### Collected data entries
------------------------------------
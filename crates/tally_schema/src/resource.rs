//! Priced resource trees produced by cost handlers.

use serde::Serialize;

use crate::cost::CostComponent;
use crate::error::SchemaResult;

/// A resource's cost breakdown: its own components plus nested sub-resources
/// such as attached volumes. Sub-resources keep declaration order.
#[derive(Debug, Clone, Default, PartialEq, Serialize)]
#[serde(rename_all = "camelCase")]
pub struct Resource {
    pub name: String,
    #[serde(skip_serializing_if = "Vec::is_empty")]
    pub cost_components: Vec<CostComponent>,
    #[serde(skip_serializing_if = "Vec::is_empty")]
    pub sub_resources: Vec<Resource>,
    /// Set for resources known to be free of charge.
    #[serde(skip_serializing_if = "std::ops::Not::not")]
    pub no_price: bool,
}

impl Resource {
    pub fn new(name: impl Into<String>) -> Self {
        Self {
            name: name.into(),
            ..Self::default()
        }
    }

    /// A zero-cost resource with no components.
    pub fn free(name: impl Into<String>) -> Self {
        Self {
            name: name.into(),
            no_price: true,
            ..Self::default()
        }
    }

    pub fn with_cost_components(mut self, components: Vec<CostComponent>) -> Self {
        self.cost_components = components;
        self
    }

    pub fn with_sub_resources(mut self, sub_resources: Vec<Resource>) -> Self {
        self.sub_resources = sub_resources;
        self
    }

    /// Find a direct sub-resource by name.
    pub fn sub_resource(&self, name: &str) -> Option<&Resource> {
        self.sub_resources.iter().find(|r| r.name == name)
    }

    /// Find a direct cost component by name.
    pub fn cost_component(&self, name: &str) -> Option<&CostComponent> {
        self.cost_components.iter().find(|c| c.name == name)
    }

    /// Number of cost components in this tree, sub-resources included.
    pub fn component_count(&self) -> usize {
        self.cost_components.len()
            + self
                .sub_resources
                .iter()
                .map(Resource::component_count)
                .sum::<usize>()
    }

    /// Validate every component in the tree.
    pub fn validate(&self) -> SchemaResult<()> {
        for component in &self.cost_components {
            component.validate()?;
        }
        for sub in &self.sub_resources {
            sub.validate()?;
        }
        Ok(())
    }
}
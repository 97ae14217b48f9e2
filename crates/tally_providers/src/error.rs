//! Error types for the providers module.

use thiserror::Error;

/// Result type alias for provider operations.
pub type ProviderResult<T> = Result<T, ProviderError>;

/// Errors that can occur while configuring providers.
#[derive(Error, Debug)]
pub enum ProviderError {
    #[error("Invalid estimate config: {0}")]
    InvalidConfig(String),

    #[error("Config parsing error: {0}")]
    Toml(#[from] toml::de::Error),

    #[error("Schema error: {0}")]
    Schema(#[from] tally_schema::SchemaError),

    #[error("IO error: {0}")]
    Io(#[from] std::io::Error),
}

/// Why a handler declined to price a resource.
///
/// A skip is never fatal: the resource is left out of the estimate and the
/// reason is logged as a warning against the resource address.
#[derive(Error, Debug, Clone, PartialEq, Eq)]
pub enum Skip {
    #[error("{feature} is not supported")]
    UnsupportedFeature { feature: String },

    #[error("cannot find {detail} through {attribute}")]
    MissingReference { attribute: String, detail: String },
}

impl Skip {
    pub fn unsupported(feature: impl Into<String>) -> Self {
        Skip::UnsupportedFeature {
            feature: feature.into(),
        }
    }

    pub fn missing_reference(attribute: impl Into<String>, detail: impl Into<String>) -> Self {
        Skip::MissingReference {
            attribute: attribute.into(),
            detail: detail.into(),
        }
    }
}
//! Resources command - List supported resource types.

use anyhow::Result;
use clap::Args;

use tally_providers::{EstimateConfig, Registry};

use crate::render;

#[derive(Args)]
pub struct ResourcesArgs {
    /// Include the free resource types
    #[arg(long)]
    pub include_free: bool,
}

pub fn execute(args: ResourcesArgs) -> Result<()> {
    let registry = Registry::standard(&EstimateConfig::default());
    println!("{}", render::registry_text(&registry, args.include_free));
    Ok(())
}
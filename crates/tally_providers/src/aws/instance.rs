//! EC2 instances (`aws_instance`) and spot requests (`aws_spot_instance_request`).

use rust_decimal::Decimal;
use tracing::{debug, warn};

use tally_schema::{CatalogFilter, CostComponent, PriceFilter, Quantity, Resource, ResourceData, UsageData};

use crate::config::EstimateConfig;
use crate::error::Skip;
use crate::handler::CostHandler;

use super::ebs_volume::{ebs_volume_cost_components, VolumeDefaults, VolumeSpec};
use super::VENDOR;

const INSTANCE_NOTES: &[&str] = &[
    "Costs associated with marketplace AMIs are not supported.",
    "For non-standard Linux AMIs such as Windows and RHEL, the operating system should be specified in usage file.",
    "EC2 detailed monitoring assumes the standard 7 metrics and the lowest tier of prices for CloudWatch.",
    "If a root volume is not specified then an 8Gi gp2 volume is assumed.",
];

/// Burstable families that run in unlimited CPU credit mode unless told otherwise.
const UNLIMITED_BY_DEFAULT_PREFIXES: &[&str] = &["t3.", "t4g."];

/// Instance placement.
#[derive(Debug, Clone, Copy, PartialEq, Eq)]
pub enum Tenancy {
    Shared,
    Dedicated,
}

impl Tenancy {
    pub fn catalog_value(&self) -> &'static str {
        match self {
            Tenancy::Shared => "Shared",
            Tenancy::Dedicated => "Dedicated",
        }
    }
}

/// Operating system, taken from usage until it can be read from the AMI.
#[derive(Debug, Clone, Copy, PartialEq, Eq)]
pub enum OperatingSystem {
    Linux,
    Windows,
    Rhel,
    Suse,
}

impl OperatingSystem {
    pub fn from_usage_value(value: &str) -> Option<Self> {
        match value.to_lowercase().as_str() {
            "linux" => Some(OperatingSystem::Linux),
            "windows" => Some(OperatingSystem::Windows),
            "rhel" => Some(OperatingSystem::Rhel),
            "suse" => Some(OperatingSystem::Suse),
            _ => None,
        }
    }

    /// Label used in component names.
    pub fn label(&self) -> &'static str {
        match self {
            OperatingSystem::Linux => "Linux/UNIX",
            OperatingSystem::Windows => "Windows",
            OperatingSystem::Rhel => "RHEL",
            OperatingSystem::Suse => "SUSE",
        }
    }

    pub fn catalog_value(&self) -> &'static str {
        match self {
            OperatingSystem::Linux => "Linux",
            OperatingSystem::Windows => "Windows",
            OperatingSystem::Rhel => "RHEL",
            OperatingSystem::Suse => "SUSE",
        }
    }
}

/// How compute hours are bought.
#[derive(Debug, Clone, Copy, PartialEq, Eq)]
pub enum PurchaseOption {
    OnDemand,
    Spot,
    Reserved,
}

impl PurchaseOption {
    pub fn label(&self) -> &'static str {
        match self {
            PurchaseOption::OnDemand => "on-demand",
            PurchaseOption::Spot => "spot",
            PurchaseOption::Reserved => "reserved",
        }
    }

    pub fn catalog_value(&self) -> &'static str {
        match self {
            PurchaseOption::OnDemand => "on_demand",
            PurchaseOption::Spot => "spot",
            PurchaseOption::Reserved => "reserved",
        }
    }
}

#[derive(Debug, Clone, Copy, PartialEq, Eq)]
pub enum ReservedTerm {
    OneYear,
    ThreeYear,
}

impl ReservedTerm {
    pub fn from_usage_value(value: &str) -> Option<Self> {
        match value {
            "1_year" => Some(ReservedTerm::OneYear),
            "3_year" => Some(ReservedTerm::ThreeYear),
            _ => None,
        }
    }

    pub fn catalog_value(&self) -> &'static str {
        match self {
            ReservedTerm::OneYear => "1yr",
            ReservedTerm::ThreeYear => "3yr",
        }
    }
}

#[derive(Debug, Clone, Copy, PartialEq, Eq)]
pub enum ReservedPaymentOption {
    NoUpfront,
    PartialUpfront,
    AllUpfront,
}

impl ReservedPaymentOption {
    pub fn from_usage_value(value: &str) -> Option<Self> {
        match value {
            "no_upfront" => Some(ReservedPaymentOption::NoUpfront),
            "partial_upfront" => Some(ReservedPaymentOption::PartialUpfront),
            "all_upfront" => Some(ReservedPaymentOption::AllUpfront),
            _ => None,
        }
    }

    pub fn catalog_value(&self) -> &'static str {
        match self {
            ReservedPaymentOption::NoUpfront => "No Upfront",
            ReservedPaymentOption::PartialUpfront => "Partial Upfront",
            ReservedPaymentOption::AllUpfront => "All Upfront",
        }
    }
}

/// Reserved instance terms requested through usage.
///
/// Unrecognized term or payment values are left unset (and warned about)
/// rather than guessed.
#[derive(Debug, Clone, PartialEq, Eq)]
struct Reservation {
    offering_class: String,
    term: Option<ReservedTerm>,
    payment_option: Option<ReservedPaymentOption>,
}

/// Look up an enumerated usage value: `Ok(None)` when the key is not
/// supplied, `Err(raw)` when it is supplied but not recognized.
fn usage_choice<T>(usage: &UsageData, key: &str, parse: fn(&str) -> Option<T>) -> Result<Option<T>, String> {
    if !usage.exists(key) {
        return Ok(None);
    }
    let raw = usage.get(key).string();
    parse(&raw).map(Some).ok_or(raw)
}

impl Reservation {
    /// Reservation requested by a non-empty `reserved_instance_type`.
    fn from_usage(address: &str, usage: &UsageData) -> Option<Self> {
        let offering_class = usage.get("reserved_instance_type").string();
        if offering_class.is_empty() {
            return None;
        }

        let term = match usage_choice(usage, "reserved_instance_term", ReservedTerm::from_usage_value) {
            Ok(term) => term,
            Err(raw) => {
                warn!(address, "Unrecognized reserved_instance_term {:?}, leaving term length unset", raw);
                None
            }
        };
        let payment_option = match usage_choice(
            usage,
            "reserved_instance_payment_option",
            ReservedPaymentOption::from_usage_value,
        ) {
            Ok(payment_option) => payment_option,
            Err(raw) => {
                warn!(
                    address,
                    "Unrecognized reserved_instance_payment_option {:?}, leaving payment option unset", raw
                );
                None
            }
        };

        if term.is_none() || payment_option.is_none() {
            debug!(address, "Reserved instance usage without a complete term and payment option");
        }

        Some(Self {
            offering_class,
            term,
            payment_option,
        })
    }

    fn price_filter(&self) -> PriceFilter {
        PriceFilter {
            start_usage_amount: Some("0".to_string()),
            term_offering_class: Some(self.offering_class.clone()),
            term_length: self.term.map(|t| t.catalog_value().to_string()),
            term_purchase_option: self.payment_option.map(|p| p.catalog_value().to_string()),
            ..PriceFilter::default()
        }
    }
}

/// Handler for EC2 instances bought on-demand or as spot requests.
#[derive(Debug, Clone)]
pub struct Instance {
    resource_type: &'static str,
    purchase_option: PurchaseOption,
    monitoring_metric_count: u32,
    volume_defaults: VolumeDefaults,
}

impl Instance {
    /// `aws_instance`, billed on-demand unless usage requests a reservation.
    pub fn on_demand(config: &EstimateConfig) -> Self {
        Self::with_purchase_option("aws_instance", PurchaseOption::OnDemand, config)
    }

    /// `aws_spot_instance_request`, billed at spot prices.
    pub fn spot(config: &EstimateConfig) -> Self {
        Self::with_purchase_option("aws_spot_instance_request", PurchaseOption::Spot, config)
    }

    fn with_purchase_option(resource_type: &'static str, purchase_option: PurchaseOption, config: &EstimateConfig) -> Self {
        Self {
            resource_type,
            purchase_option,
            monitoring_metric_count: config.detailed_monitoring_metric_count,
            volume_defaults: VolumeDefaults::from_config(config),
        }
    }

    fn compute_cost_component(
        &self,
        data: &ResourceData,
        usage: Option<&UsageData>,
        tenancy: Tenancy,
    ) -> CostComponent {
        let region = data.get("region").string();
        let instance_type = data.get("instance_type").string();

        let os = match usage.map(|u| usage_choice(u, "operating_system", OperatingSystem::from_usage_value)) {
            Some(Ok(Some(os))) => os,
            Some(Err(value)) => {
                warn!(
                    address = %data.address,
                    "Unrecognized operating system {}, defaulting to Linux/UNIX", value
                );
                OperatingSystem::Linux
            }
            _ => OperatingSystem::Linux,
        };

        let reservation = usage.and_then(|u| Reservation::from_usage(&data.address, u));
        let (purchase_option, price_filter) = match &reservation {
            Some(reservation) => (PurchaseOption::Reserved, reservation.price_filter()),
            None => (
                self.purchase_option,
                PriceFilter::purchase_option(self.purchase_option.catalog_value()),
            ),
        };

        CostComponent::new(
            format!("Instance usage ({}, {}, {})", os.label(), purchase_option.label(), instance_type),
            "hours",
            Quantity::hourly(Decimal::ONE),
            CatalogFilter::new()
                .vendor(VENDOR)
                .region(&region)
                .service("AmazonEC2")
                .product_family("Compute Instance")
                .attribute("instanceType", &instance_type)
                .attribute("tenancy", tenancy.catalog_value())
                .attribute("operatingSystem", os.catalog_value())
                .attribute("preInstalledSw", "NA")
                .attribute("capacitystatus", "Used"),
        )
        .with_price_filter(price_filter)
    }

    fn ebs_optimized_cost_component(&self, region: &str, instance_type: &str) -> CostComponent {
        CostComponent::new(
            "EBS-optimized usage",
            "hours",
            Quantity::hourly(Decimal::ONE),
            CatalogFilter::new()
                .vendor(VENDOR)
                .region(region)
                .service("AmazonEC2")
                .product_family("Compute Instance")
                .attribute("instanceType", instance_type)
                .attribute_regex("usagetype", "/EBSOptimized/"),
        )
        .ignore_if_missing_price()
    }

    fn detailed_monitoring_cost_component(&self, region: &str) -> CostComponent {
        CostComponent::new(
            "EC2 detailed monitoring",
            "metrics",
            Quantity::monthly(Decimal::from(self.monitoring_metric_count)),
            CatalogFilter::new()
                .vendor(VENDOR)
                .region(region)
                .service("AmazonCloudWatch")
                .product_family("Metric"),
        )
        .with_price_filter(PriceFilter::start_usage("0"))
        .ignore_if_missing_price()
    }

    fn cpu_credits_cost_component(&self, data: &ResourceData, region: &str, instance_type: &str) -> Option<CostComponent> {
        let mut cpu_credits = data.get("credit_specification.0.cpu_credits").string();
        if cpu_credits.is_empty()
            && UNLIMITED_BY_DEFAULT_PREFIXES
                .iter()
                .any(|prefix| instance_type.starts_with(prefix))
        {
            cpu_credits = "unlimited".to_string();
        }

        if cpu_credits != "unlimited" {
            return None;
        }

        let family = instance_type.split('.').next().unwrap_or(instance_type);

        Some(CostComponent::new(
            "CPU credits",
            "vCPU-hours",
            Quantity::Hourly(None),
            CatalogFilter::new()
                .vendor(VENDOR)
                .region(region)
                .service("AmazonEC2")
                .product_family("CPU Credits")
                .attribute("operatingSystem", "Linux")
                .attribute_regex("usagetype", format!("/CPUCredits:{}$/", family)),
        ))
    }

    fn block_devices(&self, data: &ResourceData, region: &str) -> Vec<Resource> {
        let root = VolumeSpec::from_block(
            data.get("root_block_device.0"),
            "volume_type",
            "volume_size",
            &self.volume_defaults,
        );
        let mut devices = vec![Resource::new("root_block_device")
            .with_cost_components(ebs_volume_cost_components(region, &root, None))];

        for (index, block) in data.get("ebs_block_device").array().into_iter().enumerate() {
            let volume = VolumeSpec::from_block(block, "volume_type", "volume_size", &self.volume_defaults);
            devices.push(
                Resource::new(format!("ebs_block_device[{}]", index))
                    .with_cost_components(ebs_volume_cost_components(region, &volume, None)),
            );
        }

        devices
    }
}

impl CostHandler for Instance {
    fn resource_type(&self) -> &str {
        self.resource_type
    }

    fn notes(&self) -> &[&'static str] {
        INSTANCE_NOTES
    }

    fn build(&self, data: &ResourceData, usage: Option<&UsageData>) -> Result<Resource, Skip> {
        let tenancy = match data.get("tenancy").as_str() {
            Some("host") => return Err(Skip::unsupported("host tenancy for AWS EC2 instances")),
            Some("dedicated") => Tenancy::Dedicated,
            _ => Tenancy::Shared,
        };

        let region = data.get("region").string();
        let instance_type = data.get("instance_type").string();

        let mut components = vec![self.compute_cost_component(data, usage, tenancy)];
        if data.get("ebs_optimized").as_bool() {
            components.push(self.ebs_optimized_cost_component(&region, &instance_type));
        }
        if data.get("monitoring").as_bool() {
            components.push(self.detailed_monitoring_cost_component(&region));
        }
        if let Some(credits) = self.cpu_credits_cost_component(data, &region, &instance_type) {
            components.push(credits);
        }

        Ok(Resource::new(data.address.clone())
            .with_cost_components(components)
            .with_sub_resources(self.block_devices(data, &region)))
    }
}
------------------------------------
### Task statement
Retype exactly the lines of the data above, starting at its first line and finishing with the line that has "component by name." in it.

### Written answer
filename crates/tally_schema/src/resource.rs
//! Priced resource trees produced by cost handlers.

use serde::Serialize;

use crate::cost::CostComponent;
use crate::error::SchemaResult;

/// A resource's cost breakdown: its own components plus nested sub-resources
/// such as attached volumes. Sub-resources keep declaration order.
#[derive(Debug, Clone, Default, PartialEq, Serialize)]
#[serde(rename_all = "camelCase")]
pub struct Resource {
    pub name: String,
    #[serde(skip_serializing_if = "Vec::is_empty")]
    pub cost_components: Vec<CostComponent>,
    #[serde(skip_serializing_if = "Vec::is_empty")]
    pub sub_resources: Vec<Resource>,
    /// Set for resources known to be free of charge.
    #[serde(skip_serializing_if = "std::ops::Not::not")]
    pub no_price: bool,
}

impl Resource {
    pub fn new(name: impl Into<String>) -> Self {
        Self {
            name: name.into(),
            ..Self::default()
        }
    }

    /// A zero-cost resource with no components.
    pub fn free(name: impl Into<String>) -> Self {
        Self {
            name: name.into(),
            no_price: true,
            ..Self::default()
        }
    }

    pub fn with_cost_components(mut self, components: Vec<CostComponent>) -> Self {
        self.cost_components = components;
        self
    }

    pub fn with_sub_resources(mut self, sub_resources: Vec<Resource>) -> Self {
        self.sub_resources = sub_resources;
        self
    }

    /// Find a direct sub-resource by name.
    pub fn sub_resource(&self, name: &str) -> Option<&Resource> {
        self.sub_resources.iter().find(|r| r.name == name)
    }

    /// Find a direct cost component by name.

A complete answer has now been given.